• TASK REQUIREMENTS:
Locate the word "value" in the material, then show every line that holds it.
_ _ _ _
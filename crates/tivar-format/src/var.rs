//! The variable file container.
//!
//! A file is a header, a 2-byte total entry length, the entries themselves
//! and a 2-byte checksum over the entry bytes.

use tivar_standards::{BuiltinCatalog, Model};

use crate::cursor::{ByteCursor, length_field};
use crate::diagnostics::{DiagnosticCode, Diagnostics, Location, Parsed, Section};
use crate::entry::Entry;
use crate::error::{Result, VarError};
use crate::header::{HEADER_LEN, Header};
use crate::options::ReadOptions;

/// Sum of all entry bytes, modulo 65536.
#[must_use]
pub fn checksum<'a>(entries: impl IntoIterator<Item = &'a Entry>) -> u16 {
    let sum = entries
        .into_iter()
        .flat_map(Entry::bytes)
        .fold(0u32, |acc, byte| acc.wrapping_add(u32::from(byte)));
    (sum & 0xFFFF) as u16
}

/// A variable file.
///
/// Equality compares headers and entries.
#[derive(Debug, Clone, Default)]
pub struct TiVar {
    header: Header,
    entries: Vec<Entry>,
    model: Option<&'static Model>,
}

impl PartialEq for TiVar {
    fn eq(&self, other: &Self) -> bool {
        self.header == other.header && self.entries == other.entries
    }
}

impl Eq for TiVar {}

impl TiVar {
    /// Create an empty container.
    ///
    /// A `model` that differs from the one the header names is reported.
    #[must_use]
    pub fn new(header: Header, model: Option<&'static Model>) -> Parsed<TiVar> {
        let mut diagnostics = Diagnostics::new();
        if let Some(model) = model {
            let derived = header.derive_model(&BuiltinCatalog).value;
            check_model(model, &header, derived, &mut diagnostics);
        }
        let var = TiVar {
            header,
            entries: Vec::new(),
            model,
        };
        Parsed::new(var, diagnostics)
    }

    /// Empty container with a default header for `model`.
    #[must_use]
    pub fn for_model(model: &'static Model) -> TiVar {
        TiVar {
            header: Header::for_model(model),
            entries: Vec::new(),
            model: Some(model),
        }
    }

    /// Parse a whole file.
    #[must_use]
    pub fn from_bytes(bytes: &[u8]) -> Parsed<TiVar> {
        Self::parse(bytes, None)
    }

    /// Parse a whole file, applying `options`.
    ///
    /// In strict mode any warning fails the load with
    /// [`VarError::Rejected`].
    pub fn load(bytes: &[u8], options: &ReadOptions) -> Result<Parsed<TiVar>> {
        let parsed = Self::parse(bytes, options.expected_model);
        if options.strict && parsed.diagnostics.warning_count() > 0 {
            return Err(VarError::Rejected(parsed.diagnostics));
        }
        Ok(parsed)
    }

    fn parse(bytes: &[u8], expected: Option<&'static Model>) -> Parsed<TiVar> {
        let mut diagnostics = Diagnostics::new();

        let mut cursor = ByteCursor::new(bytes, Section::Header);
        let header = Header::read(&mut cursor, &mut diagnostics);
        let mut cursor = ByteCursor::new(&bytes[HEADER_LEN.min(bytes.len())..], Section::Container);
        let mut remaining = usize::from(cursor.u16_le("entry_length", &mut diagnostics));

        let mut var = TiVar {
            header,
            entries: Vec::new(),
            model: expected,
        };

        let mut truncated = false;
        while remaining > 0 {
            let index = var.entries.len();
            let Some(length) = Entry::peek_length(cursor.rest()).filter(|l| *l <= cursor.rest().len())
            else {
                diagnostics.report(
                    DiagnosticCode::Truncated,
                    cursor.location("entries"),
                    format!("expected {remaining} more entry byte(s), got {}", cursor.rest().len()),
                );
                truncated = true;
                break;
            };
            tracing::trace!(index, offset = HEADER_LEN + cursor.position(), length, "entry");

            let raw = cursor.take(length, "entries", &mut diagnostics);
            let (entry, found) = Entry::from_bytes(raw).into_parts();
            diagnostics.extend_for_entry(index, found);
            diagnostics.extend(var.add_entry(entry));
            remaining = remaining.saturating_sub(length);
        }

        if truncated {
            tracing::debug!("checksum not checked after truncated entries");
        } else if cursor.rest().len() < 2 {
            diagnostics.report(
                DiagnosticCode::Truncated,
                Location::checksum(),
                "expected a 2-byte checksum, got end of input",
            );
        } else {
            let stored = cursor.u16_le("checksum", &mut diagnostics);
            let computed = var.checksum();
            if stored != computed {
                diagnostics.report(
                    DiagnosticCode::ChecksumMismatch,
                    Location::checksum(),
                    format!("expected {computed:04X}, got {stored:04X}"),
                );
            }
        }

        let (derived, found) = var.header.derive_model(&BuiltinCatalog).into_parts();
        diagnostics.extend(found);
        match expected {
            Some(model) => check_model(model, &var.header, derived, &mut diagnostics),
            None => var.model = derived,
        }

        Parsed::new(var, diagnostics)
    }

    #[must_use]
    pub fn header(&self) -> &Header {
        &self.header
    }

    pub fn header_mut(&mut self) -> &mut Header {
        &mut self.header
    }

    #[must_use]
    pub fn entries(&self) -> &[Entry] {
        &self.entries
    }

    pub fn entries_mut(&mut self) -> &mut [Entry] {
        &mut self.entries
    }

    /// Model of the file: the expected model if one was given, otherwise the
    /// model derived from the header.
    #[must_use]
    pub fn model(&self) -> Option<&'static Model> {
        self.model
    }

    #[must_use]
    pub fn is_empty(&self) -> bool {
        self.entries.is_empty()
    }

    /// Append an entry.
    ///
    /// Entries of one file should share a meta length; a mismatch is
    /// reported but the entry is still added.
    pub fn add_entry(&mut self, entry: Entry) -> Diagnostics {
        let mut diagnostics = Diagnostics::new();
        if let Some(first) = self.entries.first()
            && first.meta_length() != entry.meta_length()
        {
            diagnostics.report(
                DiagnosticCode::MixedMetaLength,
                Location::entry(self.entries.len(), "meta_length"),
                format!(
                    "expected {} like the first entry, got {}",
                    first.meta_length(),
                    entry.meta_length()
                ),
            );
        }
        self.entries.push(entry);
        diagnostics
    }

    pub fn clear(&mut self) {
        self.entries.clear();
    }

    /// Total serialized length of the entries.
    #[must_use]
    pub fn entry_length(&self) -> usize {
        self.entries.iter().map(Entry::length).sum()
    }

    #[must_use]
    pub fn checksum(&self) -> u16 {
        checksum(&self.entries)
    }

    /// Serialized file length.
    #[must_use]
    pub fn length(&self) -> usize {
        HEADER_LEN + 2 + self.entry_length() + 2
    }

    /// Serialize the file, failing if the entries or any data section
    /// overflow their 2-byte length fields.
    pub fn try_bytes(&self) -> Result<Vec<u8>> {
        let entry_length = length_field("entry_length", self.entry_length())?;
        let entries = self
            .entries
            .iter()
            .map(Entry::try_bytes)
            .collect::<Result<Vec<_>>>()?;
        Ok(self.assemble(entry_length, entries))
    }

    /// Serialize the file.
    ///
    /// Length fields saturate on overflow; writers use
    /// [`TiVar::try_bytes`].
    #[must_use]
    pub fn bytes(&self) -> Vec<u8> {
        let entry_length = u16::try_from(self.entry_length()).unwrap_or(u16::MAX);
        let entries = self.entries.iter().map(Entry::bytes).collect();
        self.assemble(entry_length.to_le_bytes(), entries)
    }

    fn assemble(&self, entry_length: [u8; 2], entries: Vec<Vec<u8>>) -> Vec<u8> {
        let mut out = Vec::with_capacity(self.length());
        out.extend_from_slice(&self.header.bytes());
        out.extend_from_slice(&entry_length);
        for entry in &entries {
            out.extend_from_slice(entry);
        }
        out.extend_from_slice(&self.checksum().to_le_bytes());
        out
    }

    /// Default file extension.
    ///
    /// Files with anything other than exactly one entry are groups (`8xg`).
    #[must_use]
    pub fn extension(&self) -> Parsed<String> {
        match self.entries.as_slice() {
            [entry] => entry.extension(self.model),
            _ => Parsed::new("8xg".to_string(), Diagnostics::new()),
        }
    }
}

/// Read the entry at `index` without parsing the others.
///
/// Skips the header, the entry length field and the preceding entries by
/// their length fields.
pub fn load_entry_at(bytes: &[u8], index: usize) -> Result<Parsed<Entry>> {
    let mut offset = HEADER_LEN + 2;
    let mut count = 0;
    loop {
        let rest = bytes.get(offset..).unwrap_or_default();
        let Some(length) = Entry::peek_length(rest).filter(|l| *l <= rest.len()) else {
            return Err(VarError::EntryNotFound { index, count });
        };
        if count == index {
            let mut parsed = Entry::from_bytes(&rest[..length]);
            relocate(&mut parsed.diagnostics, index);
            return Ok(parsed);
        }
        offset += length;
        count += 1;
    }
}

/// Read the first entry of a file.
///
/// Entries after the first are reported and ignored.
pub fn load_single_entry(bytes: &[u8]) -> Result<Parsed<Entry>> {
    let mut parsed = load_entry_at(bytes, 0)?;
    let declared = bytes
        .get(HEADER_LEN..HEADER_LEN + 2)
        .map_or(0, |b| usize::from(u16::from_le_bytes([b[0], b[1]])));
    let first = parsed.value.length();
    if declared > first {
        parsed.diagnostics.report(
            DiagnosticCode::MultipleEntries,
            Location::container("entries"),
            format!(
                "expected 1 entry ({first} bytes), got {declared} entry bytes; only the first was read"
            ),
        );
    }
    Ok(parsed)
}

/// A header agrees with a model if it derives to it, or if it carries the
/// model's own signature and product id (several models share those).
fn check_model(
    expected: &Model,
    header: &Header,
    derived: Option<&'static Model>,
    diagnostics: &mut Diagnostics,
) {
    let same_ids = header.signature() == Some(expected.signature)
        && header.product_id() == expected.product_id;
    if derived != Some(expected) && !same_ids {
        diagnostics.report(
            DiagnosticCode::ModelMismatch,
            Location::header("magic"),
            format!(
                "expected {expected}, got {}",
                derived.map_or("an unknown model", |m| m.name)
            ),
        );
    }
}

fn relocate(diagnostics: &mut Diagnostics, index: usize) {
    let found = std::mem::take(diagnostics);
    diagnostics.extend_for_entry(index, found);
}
_ _ _ _
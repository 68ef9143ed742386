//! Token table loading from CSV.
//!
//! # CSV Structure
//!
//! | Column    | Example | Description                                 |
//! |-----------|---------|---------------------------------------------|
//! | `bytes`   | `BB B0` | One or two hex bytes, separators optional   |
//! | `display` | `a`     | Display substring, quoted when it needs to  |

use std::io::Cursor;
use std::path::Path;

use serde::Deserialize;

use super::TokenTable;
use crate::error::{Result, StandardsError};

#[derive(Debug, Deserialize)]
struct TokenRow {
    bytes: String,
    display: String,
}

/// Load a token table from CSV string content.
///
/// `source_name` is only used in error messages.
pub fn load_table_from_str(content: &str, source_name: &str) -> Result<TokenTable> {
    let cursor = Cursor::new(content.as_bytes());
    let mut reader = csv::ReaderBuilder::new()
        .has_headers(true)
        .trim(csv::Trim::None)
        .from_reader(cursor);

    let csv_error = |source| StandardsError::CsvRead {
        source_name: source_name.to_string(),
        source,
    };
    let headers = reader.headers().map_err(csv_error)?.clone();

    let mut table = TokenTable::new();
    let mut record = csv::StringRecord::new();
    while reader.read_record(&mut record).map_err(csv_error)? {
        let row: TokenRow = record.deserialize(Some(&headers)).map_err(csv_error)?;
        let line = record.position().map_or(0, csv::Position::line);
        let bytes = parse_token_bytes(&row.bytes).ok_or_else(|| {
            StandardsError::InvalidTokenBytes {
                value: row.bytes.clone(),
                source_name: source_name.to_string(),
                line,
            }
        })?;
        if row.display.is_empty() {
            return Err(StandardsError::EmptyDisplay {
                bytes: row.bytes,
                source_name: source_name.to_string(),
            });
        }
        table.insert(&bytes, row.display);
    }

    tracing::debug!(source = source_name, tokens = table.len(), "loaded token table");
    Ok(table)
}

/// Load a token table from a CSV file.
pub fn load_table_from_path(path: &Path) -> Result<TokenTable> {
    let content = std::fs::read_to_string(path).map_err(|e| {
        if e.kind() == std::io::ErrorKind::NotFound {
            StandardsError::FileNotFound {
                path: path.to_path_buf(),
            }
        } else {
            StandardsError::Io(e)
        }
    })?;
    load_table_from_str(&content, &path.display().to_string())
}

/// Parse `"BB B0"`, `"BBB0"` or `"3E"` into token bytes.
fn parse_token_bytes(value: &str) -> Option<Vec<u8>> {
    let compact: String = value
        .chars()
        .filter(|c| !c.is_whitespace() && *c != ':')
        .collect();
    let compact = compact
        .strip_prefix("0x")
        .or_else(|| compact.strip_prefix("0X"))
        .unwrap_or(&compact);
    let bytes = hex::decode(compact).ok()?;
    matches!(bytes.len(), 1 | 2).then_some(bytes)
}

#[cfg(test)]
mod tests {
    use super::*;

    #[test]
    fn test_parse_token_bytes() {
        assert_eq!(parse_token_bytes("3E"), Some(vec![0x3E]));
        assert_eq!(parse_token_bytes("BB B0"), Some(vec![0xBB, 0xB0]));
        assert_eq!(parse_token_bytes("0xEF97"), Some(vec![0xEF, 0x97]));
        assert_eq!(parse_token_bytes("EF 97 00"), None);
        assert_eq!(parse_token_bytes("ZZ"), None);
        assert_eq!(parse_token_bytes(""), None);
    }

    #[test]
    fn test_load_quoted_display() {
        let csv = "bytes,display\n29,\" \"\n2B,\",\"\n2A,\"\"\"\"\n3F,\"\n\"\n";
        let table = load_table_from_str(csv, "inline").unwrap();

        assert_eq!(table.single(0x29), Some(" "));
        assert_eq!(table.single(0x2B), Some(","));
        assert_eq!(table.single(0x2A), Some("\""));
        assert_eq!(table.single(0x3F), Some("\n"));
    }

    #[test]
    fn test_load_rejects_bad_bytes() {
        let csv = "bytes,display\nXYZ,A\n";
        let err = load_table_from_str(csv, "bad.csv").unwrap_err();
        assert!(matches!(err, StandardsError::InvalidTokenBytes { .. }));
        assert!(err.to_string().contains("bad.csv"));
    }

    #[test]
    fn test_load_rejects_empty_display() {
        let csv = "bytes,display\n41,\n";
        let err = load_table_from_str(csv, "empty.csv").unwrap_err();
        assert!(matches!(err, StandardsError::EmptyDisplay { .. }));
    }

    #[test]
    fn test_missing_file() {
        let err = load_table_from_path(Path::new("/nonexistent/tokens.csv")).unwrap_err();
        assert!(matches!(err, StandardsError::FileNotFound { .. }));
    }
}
_ _ _ _
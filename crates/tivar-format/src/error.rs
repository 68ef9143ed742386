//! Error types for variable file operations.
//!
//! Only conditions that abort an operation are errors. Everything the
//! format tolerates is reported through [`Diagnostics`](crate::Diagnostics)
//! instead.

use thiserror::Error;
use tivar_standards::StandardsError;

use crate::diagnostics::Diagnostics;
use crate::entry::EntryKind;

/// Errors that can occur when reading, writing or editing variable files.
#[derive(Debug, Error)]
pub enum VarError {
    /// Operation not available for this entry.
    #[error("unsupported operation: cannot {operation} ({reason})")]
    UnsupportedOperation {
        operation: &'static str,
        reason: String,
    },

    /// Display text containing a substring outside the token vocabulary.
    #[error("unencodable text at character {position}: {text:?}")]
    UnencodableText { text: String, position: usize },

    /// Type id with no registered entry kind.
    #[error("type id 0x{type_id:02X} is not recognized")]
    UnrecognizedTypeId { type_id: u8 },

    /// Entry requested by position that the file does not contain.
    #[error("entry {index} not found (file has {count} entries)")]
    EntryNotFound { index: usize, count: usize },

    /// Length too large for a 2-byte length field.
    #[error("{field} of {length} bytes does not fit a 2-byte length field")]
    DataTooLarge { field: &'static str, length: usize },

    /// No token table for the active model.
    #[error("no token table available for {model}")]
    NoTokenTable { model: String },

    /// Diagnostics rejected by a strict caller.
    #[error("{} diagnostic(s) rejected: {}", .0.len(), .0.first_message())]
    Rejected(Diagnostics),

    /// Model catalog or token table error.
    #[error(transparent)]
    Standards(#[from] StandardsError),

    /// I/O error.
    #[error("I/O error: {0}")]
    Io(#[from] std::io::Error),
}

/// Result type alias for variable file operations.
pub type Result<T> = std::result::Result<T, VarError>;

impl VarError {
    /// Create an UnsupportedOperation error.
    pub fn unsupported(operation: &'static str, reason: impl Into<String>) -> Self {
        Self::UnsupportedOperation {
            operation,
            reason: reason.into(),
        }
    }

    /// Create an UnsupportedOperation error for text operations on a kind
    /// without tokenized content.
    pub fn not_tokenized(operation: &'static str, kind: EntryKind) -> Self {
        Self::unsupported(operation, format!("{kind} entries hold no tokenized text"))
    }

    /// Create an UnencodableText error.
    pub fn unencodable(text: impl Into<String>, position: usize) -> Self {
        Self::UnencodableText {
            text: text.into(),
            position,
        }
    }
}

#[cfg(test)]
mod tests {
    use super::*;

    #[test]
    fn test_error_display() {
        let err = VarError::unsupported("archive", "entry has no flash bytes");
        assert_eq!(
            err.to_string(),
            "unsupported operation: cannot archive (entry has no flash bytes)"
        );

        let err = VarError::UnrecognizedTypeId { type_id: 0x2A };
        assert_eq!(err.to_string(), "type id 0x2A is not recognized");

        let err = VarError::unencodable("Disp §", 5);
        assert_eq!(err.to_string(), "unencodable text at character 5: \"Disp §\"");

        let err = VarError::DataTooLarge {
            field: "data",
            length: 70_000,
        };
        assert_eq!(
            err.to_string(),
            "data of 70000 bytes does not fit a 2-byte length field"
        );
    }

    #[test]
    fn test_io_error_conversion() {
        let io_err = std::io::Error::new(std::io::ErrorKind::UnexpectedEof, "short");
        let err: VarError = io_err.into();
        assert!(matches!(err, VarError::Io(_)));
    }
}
_ _ _ _
• YOUR SOLUTION:
            let derived = header.derive_model(&BuiltinCatalog).value;
    let first = parsed.value.length();
                value: row.bytes.clone(),
fn parse_token_bytes(value: &str) -> Option<Vec<u8>> {
    let compact: String = value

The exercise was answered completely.